From the first line to the last, write out the material verbatim.

___ RECORDS FOR THIS TASK ___

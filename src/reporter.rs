//! Progress and log reporting.
//!
//! Workers never touch presentation state directly. They push
//! [`EngineEvent`]s through an unbounded channel to a single consumer
//! that owns the progress bar, the log file, or whatever the caller
//! renders with. Events from one worker arrive in the order they were
//! sent.

use std::collections::VecDeque;
use std::sync::Mutex;

use serde::{Deserialize, Serialize};
use tokio::sync::mpsc::{self, UnboundedReceiver, UnboundedSender};

/// Default cap for the in-memory log ring.
pub const DEFAULT_MAX_LOG_LINES: usize = 10_000;

#[derive(Debug, Clone, Copy, PartialEq, Eq, Serialize, Deserialize)]
#[serde(rename_all = "lowercase")]
pub enum LogLevel {
    Info,
    Warning,
    Error,
}

impl LogLevel {
    pub fn as_str(&self) -> &'static str {
        match self {
            Self::Info => "info",
            Self::Warning => "warning",
            Self::Error => "error",
        }
    }
}

#[derive(Debug, Clone, Serialize, Deserialize)]
pub struct LogEntry {
    /// RFC3339 UTC timestamp.
    pub timestamp: String,
    pub level: LogLevel,
    pub message: String,
}

impl LogEntry {
    pub fn new(level: LogLevel, message: impl Into<String>) -> Self {
        Self {
            timestamp: chrono::Utc::now().to_rfc3339(),
            level,
            message: message.into(),
        }
    }
}

/// Event emitted by the engine workers.
#[derive(Debug, Clone)]
pub enum EngineEvent {
    /// Progress through the current pass, 0..=100, with the file most
    /// recently processed.
    Progress { percent: u8, file: String },
    Log(LogEntry),
}

/// Cloneable sending half handed to every worker.
#[derive(Debug, Clone)]
pub struct Reporter {
    tx: UnboundedSender<EngineEvent>,
}

impl Reporter {
    /// Create a reporter and the receiving end for the presentation
    /// consumer.
    pub fn channel() -> (Self, UnboundedReceiver<EngineEvent>) {
        let (tx, rx) = mpsc::unbounded_channel();
        (Self { tx }, rx)
    }

    /// Reporter whose events go nowhere. Handy for tests.
    pub fn null() -> Self {
        let (reporter, _rx) = Self::channel();
        reporter
    }

    pub fn progress(&self, percent: u8, file: &str) {
        self.send(EngineEvent::Progress {
            percent,
            file: file.to_string(),
        });
    }

    pub fn log(&self, level: LogLevel, message: impl Into<String>) {
        self.send(EngineEvent::Log(LogEntry::new(level, message)));
    }

    pub fn info(&self, message: impl Into<String>) {
        self.log(LogLevel::Info, message);
    }

    pub fn warning(&self, message: impl Into<String>) {
        self.log(LogLevel::Warning, message);
    }

    pub fn error(&self, message: impl Into<String>) {
        self.log(LogLevel::Error, message);
    }

    /// A closed receiver means the presentation side is gone; workers
    /// keep running, the event is dropped.
    fn send(&self, event: EngineEvent) {
        let _ = self.tx.send(event);
    }
}

/// Bounded in-memory log store for the consumer side. Oldest entries
/// are evicted once the cap is reached.
#[derive(Debug)]
pub struct LogBuffer {
    entries: Mutex<VecDeque<LogEntry>>,
    max_lines: usize,
}

impl LogBuffer {
    pub fn new(max_lines: usize) -> Self {
        Self {
            entries: Mutex::new(VecDeque::with_capacity(max_lines.min(1024))),
            max_lines,
        }
    }

    pub fn push(&self, entry: LogEntry) {
        let mut entries = self.entries.lock().unwrap();
        entries.push_back(entry);
        while entries.len() > self.max_lines {
            entries.pop_front();
        }
    }

    pub fn snapshot(&self) -> Vec<LogEntry> {
        self.entries.lock().unwrap().iter().cloned().collect()
    }

    pub fn len(&self) -> usize {
        self.entries.lock().unwrap().len()
    }

    pub fn is_empty(&self) -> bool {
        self.len() == 0
    }
}

#[cfg(test)]
mod tests {
    use super::*;

    #[test]
    fn test_log_buffer_rotation() {
        let buffer = LogBuffer::new(3);

        for i in 0..5 {
            buffer.push(LogEntry::new(LogLevel::Info, format!("message {i}")));
        }

        let entries = buffer.snapshot();
        assert_eq!(entries.len(), 3);
        assert_eq!(entries[0].message, "message 2");
        assert_eq!(entries[2].message, "message 4");
    }

    #[tokio::test]
    async fn test_events_arrive_in_send_order() {
        let (reporter, mut rx) = Reporter::channel();

        reporter.info("first");
        reporter.progress(50, "a.txt");
        reporter.error("second");
        drop(reporter);

        match rx.recv().await {
            Some(EngineEvent::Log(entry)) => assert_eq!(entry.message, "first"),
            other => panic!("unexpected event: {other:?}"),
        }
        match rx.recv().await {
            Some(EngineEvent::Progress { percent, file }) => {
                assert_eq!(percent, 50);
                assert_eq!(file, "a.txt");
            }
            other => panic!("unexpected event: {other:?}"),
        }
        match rx.recv().await {
            Some(EngineEvent::Log(entry)) => {
                assert_eq!(entry.level, LogLevel::Error);
                assert_eq!(entry.message, "second");
            }
            other => panic!("unexpected event: {other:?}"),
        }
        assert!(rx.recv().await.is_none());
    }

    #[test]
    fn test_send_after_receiver_dropped_is_silent() {
        let (reporter, rx) = Reporter::channel();
        drop(rx);
        // Must not panic or error.
        reporter.info("nobody listening");
        reporter.progress(100, "");
    }
}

___

■ RESULT ■
filename src/reporter.rs
//! Progress and log reporting.
//!
//! Workers never touch presentation state directly. They push
//! [`EngineEvent`]s through an unbounded channel to a single consumer
//! that owns the progress bar, the log file, or whatever the caller
//! renders with. Events from one worker arrive in the order they were
//! sent.

use std::collections::VecDeque;
use std::sync::Mutex;

use serde::{Deserialize, Serialize};
use tokio::sync::mpsc::{self, UnboundedReceiver, UnboundedSender};

/// Default cap for the in-memory log ring.
pub const DEFAULT_MAX_LOG_LINES: usize = 10_000;

#[derive(Debug, Clone, Copy, PartialEq, Eq, Serialize, Deserialize)]
#[serde(rename_all = "lowercase")]
pub enum LogLevel {
    Info,
    Warning,
    Error,
}

impl LogLevel {
    pub fn as_str(&self) -> &'static str {
        match self {
            Self::Info => "info",
            Self::Warning => "warning",
            Self::Error => "error",
        }
    }
}

#[derive(Debug, Clone, Serialize, Deserialize)]
pub struct LogEntry {
    /// RFC3339 UTC timestamp.
    pub timestamp: String,
    pub level: LogLevel,
    pub message: String,
}

impl LogEntry {
    pub fn new(level: LogLevel, message: impl Into<String>) -> Self {
        Self {
            timestamp: chrono::Utc::now().to_rfc3339(),
            level,
            message: message.into(),
        }
    }
}

/// Event emitted by the engine workers.
#[derive(Debug, Clone)]
pub enum EngineEvent {
    /// Progress through the current pass, 0..=100, with the file most
    /// recently processed.
    Progress { percent: u8, file: String },
    Log(LogEntry),
}

/// Cloneable sending half handed to every worker.
#[derive(Debug, Clone)]
pub struct Reporter {
    tx: UnboundedSender<EngineEvent>,
}

impl Reporter {
    /// Create a reporter and the receiving end for the presentation
    /// consumer.
    pub fn channel() -> (Self, UnboundedReceiver<EngineEvent>) {
        let (tx, rx) = mpsc::unbounded_channel();
        (Self { tx }, rx)
    }

    /// Reporter whose events go nowhere. Handy for tests.
    pub fn null() -> Self {
        let (reporter, _rx) = Self::channel();
        reporter
    }

    pub fn progress(&self, percent: u8, file: &str) {
        self.send(EngineEvent::Progress {
            percent,
            file: file.to_string(),
        });
    }

    pub fn log(&self, level: LogLevel, message: impl Into<String>) {
        self.send(EngineEvent::Log(LogEntry::new(level, message)));
    }

    pub fn info(&self, message: impl Into<String>) {
        self.log(LogLevel::Info, message);
    }

    pub fn warning(&self, message: impl Into<String>) {
        self.log(LogLevel::Warning, message);
    }

    pub fn error(&self, message: impl Into<String>) {
        self.log(LogLevel::Error, message);
    }

    /// A closed receiver means the presentation side is gone; workers
    /// keep running, the event is dropped.
    fn send(&self, event: EngineEvent) {
        let _ = self.tx.send(event);
    }
}

/// Bounded in-memory log store for the consumer side. Oldest entries
/// are evicted once the cap is reached.
#[derive(Debug)]
pub struct LogBuffer {
    entries: Mutex<VecDeque<LogEntry>>,
    max_lines: usize,
}

impl LogBuffer {
    pub fn new(max_lines: usize) -> Self {
        Self {
            entries: Mutex::new(VecDeque::with_capacity(max_lines.min(1024))),
            max_lines,
        }
    }

    pub fn push(&self, entry: LogEntry) {
        let mut entries = self.entries.lock().unwrap();
        entries.push_back(entry);
        while entries.len() > self.max_lines {
            entries.pop_front();
        }
    }

    pub fn snapshot(&self) -> Vec<LogEntry> {
        self.entries.lock().unwrap().iter().cloned().collect()
    }

    pub fn len(&self) -> usize {
        self.entries.lock().unwrap().len()
    }

    pub fn is_empty(&self) -> bool {
        self.len() == 0
    }
}

#[cfg(test)]
mod tests {
    use super::*;

    #[test]
    fn test_log_buffer_rotation() {
        let buffer = LogBuffer::new(3);

        for i in 0..5 {
            buffer.push(LogEntry::new(LogLevel::Info, format!("message {i}")));
        }

        let entries = buffer.snapshot();
        assert_eq!(entries.len(), 3);
        assert_eq!(entries[0].message, "message 2");
        assert_eq!(entries[2].message, "message 4");
    }

    #[tokio::test]
    async fn test_events_arrive_in_send_order() {
        let (reporter, mut rx) = Reporter::channel();

        reporter.info("first");
        reporter.progress(50, "a.txt");
        reporter.error("second");
        drop(reporter);

        match rx.recv().await {
            Some(EngineEvent::Log(entry)) => assert_eq!(entry.message, "first"),
            other => panic!("unexpected event: {other:?}"),
        }
        match rx.recv().await {
            Some(EngineEvent::Progress { percent, file }) => {
                assert_eq!(percent, 50);
                assert_eq!(file, "a.txt");
            }
            other => panic!("unexpected event: {other:?}"),
        }
        match rx.recv().await {
            Some(EngineEvent::Log(entry)) => {
                assert_eq!(entry.level, LogLevel::Error);
                assert_eq!(entry.message, "second");
            }
            other => panic!("unexpected event: {other:?}"),
        }
        assert!(rx.recv().await.is_none());
    }

    #[test]
    fn test_send_after_receiver_dropped_is_silent() {
        let (reporter, rx) = Reporter::channel();
        drop(rx);
        // Must not panic or error.
        reporter.info("nobody listening");
        reporter.progress(100, "");
    }
}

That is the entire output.